- [Exercise materials]:

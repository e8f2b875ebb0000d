use crate::core::labels::{Aspect, Sentiment};

/// One keyword group: a label plus the substrings that trigger it.
#[derive(Debug, Clone)]
pub struct KeywordRule<L> {
    pub label: L,
    patterns: Vec<String>,
}

impl<L: Copy> KeywordRule<L> {
    /// Patterns are stored lowercase; matching lowercases the probe text, so
    /// the substring test is case-insensitive.
    pub fn new<S: AsRef<str>>(label: L, patterns: &[S]) -> KeywordRule<L> {
        KeywordRule {
            label,
            patterns: patterns
                .iter()
                .map(|p| p.as_ref().to_lowercase())
                .collect(),
        }
    }

    fn matches(&self, lowercase_text: &str) -> bool {
        self.patterns.iter().any(|p| lowercase_text.contains(p))
    }
}

/// Ordered rule list; order is the priority order. The first rule whose
/// keyword group matches anywhere in the text wins, so a text matching both a
/// positive and a negative group gets the label of whichever group is listed
/// first. This decouples which labels exist (the closed enums) from how they
/// are currently detected (this table).
#[derive(Debug, Clone)]
pub struct RuleTable<L> {
    rules: Vec<KeywordRule<L>>,
}

impl<L: Copy> RuleTable<L> {
    pub fn new(rules: Vec<KeywordRule<L>>) -> RuleTable<L> {
        RuleTable { rules }
    }

    /// First-match-wins lookup; `None` means no group matched (Unlabeled).
    pub fn apply(&self, text: &str) -> Option<L> {
        let lowered = text.to_lowercase();
        self.rules
            .iter()
            .find(|r| r.matches(&lowered))
            .map(|r| r.label)
    }
}

/// Coarse sentiment seed rules. Positive keywords are checked before negative
/// ones.
pub fn sentiment_rules() -> RuleTable<Sentiment> {
    RuleTable::new(vec![
        KeywordRule::new(
            Sentiment::Positive,
            &[
                "great", "good", "excellent", "amazing", "delicious", "awesome", "love",
                "fantastic", "tasty", "best", "friendly", "perfect",
            ],
        ),
        KeywordRule::new(
            Sentiment::Negative,
            &[
                "terrible", "bad", "awful", "horrible", "rude", "worst", "disappoint", "bland",
                "cold", "slow", "dirty", "overpriced",
            ],
        ),
    ])
}

/// Aspect seed rules for documents carrying the given coarse sentiment. Food
/// keywords are checked before service, service before price; anything else
/// falls through to `None` and is left for the classifier (or `Other`).
pub fn aspect_rules(sentiment: Sentiment) -> RuleTable<Aspect> {
    let food = [
        "food", "dish", "meal", "taste", "flavor", "menu", "pizza", "burger", "chicken",
        "delicious", "portion",
    ];
    let service = [
        "service", "staff", "waiter", "waitress", "server", "manager", "host",
    ];
    match sentiment {
        Sentiment::Positive => RuleTable::new(vec![
            KeywordRule::new(Aspect::GoodFood, &food),
            KeywordRule::new(Aspect::GoodService, &service),
            KeywordRule::new(
                Aspect::Affordable,
                &["cheap", "affordable", "value", "worth", "reasonable", "price"],
            ),
        ]),
        Sentiment::Negative => RuleTable::new(vec![
            KeywordRule::new(Aspect::BadFood, &food),
            KeywordRule::new(Aspect::BadService, &service),
            KeywordRule::new(
                Aspect::Overpriced,
                &["expensive", "overpriced", "pricey", "cost", "price"],
            ),
        ]),
    }
}

#[cfg(test)]
mod tests {
    use super::*;

    #[test]
    fn first_matching_group_wins() {
        // Matches both groups; positive is listed first.
        let t = sentiment_rules();
        assert_eq!(
            t.apply("Great location but rude staff"),
            Some(Sentiment::Positive)
        );
    }

    #[test]
    fn matching_is_case_insensitive_substring() {
        let t = sentiment_rules();
        assert_eq!(t.apply("ABSOLUTELY TERRIBLE."), Some(Sentiment::Negative));
        // "disappoint" matches inside "disappointing".
        assert_eq!(t.apply("so disappointing"), Some(Sentiment::Negative));
    }

    #[test]
    fn no_match_means_unlabeled() {
        let t = sentiment_rules();
        assert_eq!(t.apply("It was okay I guess"), None);
    }

    #[test]
    fn aspect_tables_depend_on_sentiment() {
        let pos = aspect_rules(Sentiment::Positive);
        let neg = aspect_rules(Sentiment::Negative);
        assert_eq!(pos.apply("the food was memorable"), Some(Aspect::GoodFood));
        assert_eq!(neg.apply("the food was memorable"), Some(Aspect::BadFood));
        assert_eq!(neg.apply("way too expensive"), Some(Aspect::Overpriced));
        assert_eq!(pos.apply("lovely evening"), None);
    }

    #[test]
    fn aspect_priority_food_before_service() {
        let pos = aspect_rules(Sentiment::Positive);
        assert_eq!(
            pos.apply("food and staff were wonderful"),
            Some(Aspect::GoodFood)
        );
    }
}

- [The problem]: Repeat all entries. Match them exactly.

- [Answer section]:
repository e8f2b875ebb0000d
use crate::core::labels::{Aspect, Sentiment};

/// One keyword group: a label plus the substrings that trigger it.
#[derive(Debug, Clone)]
pub struct KeywordRule<L> {
    pub label: L,
    patterns: Vec<String>,
}

impl<L: Copy> KeywordRule<L> {
    /// Patterns are stored lowercase; matching lowercases the probe text, so
    /// the substring test is case-insensitive.
    pub fn new<S: AsRef<str>>(label: L, patterns: &[S]) -> KeywordRule<L> {
        KeywordRule {
            label,
            patterns: patterns
                .iter()
                .map(|p| p.as_ref().to_lowercase())
                .collect(),
        }
    }

    fn matches(&self, lowercase_text: &str) -> bool {
        self.patterns.iter().any(|p| lowercase_text.contains(p))
    }
}

/// Ordered rule list; order is the priority order. The first rule whose
/// keyword group matches anywhere in the text wins, so a text matching both a
/// positive and a negative group gets the label of whichever group is listed
/// first. This decouples which labels exist (the closed enums) from how they
/// are currently detected (this table).
#[derive(Debug, Clone)]
pub struct RuleTable<L> {
    rules: Vec<KeywordRule<L>>,
}

impl<L: Copy> RuleTable<L> {
    pub fn new(rules: Vec<KeywordRule<L>>) -> RuleTable<L> {
        RuleTable { rules }
    }

    /// First-match-wins lookup; `None` means no group matched (Unlabeled).
    pub fn apply(&self, text: &str) -> Option<L> {
        let lowered = text.to_lowercase();
        self.rules
            .iter()
            .find(|r| r.matches(&lowered))
            .map(|r| r.label)
    }
}

/// Coarse sentiment seed rules. Positive keywords are checked before negative
/// ones.
pub fn sentiment_rules() -> RuleTable<Sentiment> {
    RuleTable::new(vec![
        KeywordRule::new(
            Sentiment::Positive,
            &[
                "great", "good", "excellent", "amazing", "delicious", "awesome", "love",
                "fantastic", "tasty", "best", "friendly", "perfect",
            ],
        ),
        KeywordRule::new(
            Sentiment::Negative,
            &[
                "terrible", "bad", "awful", "horrible", "rude", "worst", "disappoint", "bland",
                "cold", "slow", "dirty", "overpriced",
            ],
        ),
    ])
}

/// Aspect seed rules for documents carrying the given coarse sentiment. Food
/// keywords are checked before service, service before price; anything else
/// falls through to `None` and is left for the classifier (or `Other`).
pub fn aspect_rules(sentiment: Sentiment) -> RuleTable<Aspect> {
    let food = [
        "food", "dish", "meal", "taste", "flavor", "menu", "pizza", "burger", "chicken",
        "delicious", "portion",
    ];
    let service = [
        "service", "staff", "waiter", "waitress", "server", "manager", "host",
    ];
    match sentiment {
        Sentiment::Positive => RuleTable::new(vec![
            KeywordRule::new(Aspect::GoodFood, &food),
            KeywordRule::new(Aspect::GoodService, &service),
            KeywordRule::new(
                Aspect::Affordable,
                &["cheap", "affordable", "value", "worth", "reasonable", "price"],
            ),
        ]),
        Sentiment::Negative => RuleTable::new(vec![
            KeywordRule::new(Aspect::BadFood, &food),
            KeywordRule::new(Aspect::BadService, &service),
            KeywordRule::new(
                Aspect::Overpriced,
                &["expensive", "overpriced", "pricey", "cost", "price"],
            ),
        ]),
    }
}

#[cfg(test)]
mod tests {
    use super::*;

    #[test]
    fn first_matching_group_wins() {
        // Matches both groups; positive is listed first.
        let t = sentiment_rules();
        assert_eq!(
            t.apply("Great location but rude staff"),
            Some(Sentiment::Positive)
        );
    }

    #[test]
    fn matching_is_case_insensitive_substring() {
        let t = sentiment_rules();
        assert_eq!(t.apply("ABSOLUTELY TERRIBLE."), Some(Sentiment::Negative));
        // "disappoint" matches inside "disappointing".
        assert_eq!(t.apply("so disappointing"), Some(Sentiment::Negative));
    }

    #[test]
    fn no_match_means_unlabeled() {
        let t = sentiment_rules();
        assert_eq!(t.apply("It was okay I guess"), None);
    }

    #[test]
    fn aspect_tables_depend_on_sentiment() {
        let pos = aspect_rules(Sentiment::Positive);
        let neg = aspect_rules(Sentiment::Negative);
        assert_eq!(pos.apply("the food was memorable"), Some(Aspect::GoodFood));
        assert_eq!(neg.apply("the food was memorable"), Some(Aspect::BadFood));
        assert_eq!(neg.apply("way too expensive"), Some(Aspect::Overpriced));
        assert_eq!(pos.apply("lovely evening"), None);
    }

    #[test]
    fn aspect_priority_food_before_service() {
        let pos = aspect_rules(Sentiment::Positive);
        assert_eq!(
            pos.apply("food and staff were wonderful"),
            Some(Aspect::GoodFood)
        );
    }
}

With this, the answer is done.